Supplied entries section start
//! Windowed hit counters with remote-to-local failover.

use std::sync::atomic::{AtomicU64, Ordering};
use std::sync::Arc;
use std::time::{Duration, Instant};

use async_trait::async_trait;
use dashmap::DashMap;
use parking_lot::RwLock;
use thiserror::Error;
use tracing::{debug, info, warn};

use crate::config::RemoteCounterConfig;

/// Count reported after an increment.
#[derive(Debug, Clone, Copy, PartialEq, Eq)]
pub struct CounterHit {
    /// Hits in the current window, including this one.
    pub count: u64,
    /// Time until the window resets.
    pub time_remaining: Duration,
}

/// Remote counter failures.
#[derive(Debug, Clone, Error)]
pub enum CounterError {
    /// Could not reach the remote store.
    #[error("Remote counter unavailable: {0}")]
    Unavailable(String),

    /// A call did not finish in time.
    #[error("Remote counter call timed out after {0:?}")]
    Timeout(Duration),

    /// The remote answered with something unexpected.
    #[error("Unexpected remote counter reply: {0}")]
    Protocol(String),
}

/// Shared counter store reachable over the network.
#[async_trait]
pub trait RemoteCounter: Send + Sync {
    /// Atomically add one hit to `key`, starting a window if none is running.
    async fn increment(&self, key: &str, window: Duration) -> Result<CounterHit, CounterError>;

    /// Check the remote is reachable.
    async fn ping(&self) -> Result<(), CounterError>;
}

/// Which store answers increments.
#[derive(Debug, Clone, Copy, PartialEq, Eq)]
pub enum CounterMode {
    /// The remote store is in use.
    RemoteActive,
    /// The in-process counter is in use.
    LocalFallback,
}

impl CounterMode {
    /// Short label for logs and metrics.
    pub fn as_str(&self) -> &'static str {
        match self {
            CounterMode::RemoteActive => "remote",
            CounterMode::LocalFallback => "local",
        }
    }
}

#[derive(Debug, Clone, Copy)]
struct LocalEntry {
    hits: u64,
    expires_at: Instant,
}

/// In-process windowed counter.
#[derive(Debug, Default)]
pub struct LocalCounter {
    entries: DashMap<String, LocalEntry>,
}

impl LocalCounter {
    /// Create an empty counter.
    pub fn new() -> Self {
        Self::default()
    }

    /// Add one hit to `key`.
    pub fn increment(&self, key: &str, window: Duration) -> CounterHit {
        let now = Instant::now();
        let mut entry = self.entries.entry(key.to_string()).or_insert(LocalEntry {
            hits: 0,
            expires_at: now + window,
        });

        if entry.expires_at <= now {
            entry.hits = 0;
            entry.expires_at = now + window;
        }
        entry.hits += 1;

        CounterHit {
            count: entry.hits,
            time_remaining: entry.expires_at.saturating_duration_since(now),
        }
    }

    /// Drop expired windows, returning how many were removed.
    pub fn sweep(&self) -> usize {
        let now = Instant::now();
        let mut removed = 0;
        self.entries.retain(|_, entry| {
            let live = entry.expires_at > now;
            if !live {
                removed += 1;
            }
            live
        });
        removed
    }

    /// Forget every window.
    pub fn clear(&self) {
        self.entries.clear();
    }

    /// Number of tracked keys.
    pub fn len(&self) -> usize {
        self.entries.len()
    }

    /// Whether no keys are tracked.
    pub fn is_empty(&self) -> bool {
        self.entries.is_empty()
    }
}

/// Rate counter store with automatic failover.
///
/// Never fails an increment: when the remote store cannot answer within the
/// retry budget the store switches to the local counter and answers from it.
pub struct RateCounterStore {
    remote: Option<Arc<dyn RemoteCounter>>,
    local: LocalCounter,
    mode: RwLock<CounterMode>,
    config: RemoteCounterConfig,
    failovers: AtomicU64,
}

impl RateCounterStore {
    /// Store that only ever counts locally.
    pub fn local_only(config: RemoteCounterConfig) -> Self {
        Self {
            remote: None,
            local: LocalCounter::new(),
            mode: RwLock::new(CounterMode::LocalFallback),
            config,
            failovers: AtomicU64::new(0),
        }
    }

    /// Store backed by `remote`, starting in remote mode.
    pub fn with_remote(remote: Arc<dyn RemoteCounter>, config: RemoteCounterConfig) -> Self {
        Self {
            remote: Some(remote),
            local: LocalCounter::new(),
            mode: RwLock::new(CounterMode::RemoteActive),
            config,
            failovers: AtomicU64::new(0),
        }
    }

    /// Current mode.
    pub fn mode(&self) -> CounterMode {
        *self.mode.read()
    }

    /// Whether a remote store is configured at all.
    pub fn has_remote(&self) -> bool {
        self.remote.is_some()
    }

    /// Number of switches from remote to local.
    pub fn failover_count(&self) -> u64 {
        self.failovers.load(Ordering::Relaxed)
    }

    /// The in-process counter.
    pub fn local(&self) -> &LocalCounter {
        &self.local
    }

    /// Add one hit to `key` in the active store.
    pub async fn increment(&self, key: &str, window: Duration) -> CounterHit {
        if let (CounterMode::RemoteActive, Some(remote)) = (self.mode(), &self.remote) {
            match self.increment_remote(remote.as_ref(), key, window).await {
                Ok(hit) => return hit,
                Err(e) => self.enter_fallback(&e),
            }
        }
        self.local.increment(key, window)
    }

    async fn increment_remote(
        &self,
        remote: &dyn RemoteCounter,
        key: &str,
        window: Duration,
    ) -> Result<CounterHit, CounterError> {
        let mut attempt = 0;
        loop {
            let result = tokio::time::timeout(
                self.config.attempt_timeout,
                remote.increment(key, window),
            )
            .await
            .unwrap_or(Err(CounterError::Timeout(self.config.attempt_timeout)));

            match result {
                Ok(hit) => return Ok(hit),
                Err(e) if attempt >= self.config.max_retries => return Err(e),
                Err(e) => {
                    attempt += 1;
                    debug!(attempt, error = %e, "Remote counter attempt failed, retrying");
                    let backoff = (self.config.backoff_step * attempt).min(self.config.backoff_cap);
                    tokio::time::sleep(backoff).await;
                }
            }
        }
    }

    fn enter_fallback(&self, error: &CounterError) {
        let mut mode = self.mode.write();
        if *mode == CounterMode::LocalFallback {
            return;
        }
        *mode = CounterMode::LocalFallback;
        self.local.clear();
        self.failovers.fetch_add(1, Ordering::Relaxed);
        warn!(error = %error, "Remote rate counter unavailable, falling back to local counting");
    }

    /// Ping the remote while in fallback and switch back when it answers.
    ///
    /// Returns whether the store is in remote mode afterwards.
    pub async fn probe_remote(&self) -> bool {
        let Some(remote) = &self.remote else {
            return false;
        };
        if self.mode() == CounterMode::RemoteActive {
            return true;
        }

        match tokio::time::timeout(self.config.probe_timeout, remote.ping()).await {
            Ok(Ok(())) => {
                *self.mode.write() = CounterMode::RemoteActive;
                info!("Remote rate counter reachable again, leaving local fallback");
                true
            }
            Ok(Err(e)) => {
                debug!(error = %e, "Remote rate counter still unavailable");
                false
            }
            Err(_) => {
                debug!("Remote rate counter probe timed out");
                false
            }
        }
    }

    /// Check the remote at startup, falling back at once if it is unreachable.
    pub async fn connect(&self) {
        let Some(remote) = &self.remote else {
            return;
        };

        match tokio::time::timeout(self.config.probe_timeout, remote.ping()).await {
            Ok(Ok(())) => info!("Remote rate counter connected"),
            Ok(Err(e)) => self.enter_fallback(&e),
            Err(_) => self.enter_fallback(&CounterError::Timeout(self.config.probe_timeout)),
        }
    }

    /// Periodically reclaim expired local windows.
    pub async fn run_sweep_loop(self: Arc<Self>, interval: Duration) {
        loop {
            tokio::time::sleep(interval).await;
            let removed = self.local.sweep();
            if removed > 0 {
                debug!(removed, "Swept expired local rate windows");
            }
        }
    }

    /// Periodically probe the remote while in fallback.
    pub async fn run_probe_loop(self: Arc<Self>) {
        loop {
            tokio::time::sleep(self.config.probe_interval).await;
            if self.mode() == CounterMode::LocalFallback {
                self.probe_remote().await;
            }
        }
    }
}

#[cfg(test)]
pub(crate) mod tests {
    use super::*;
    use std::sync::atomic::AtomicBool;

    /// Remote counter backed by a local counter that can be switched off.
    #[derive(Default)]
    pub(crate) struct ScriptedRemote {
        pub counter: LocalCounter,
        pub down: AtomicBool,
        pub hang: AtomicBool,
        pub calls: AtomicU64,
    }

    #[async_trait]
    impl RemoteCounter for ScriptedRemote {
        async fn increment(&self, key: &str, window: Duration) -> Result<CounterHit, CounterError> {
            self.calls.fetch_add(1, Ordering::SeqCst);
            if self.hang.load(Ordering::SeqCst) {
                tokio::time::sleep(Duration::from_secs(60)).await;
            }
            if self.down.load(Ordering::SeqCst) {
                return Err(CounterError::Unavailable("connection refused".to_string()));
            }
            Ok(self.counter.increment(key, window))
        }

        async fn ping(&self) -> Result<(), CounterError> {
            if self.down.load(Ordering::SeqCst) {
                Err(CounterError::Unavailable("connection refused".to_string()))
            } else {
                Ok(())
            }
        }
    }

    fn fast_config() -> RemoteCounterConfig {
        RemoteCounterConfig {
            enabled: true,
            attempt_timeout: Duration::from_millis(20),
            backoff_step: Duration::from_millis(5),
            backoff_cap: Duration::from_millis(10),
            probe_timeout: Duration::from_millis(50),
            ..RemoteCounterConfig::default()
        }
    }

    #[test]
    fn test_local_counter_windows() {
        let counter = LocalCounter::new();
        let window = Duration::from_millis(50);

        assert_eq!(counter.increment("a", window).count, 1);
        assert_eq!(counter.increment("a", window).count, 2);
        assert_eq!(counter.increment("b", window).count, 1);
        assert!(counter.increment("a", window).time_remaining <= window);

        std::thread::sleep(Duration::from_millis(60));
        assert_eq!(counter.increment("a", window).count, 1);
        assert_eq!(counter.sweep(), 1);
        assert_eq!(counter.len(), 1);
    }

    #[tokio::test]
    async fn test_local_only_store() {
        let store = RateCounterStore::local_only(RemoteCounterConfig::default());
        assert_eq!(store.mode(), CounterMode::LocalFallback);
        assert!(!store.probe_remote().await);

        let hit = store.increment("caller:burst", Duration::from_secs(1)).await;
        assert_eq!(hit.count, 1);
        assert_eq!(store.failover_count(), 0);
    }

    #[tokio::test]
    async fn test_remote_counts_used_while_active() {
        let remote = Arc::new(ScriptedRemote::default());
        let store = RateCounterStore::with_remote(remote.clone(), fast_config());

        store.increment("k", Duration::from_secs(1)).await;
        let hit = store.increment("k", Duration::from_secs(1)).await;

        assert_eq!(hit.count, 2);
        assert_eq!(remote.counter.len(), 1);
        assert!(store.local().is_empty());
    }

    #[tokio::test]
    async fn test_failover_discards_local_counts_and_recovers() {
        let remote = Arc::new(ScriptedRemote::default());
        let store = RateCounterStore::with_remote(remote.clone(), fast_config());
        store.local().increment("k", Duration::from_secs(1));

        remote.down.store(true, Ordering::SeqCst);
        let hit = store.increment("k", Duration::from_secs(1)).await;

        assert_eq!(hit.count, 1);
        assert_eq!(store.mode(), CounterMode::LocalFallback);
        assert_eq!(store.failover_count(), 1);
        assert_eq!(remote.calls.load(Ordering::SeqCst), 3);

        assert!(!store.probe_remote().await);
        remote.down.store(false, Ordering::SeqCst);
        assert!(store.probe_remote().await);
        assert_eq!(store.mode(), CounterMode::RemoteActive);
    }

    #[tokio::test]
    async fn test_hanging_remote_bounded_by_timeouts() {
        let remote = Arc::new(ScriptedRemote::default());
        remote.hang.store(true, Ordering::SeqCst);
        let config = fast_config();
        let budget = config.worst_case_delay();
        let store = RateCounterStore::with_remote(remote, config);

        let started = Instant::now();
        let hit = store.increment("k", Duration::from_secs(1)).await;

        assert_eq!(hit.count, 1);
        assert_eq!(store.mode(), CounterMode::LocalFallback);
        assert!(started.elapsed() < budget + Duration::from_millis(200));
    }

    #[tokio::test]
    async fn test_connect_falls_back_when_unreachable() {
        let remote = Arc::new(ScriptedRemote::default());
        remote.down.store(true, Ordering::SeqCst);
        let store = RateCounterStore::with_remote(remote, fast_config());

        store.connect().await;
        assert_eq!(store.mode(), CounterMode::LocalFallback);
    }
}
Supplied entries section end
*Problem statement*. Using the entries above, give again exactly the lines from the line holding "expired local windows." through the line holding "if removed >". Include both end lines and nothing else.

*Problem solution*.
    /// Periodically reclaim expired local windows.
    pub async fn run_sweep_loop(self: Arc<Self>, interval: Duration) {
        loop {
            tokio::time::sleep(interval).await;
            let removed = self.local.sweep();
            if removed > 0 {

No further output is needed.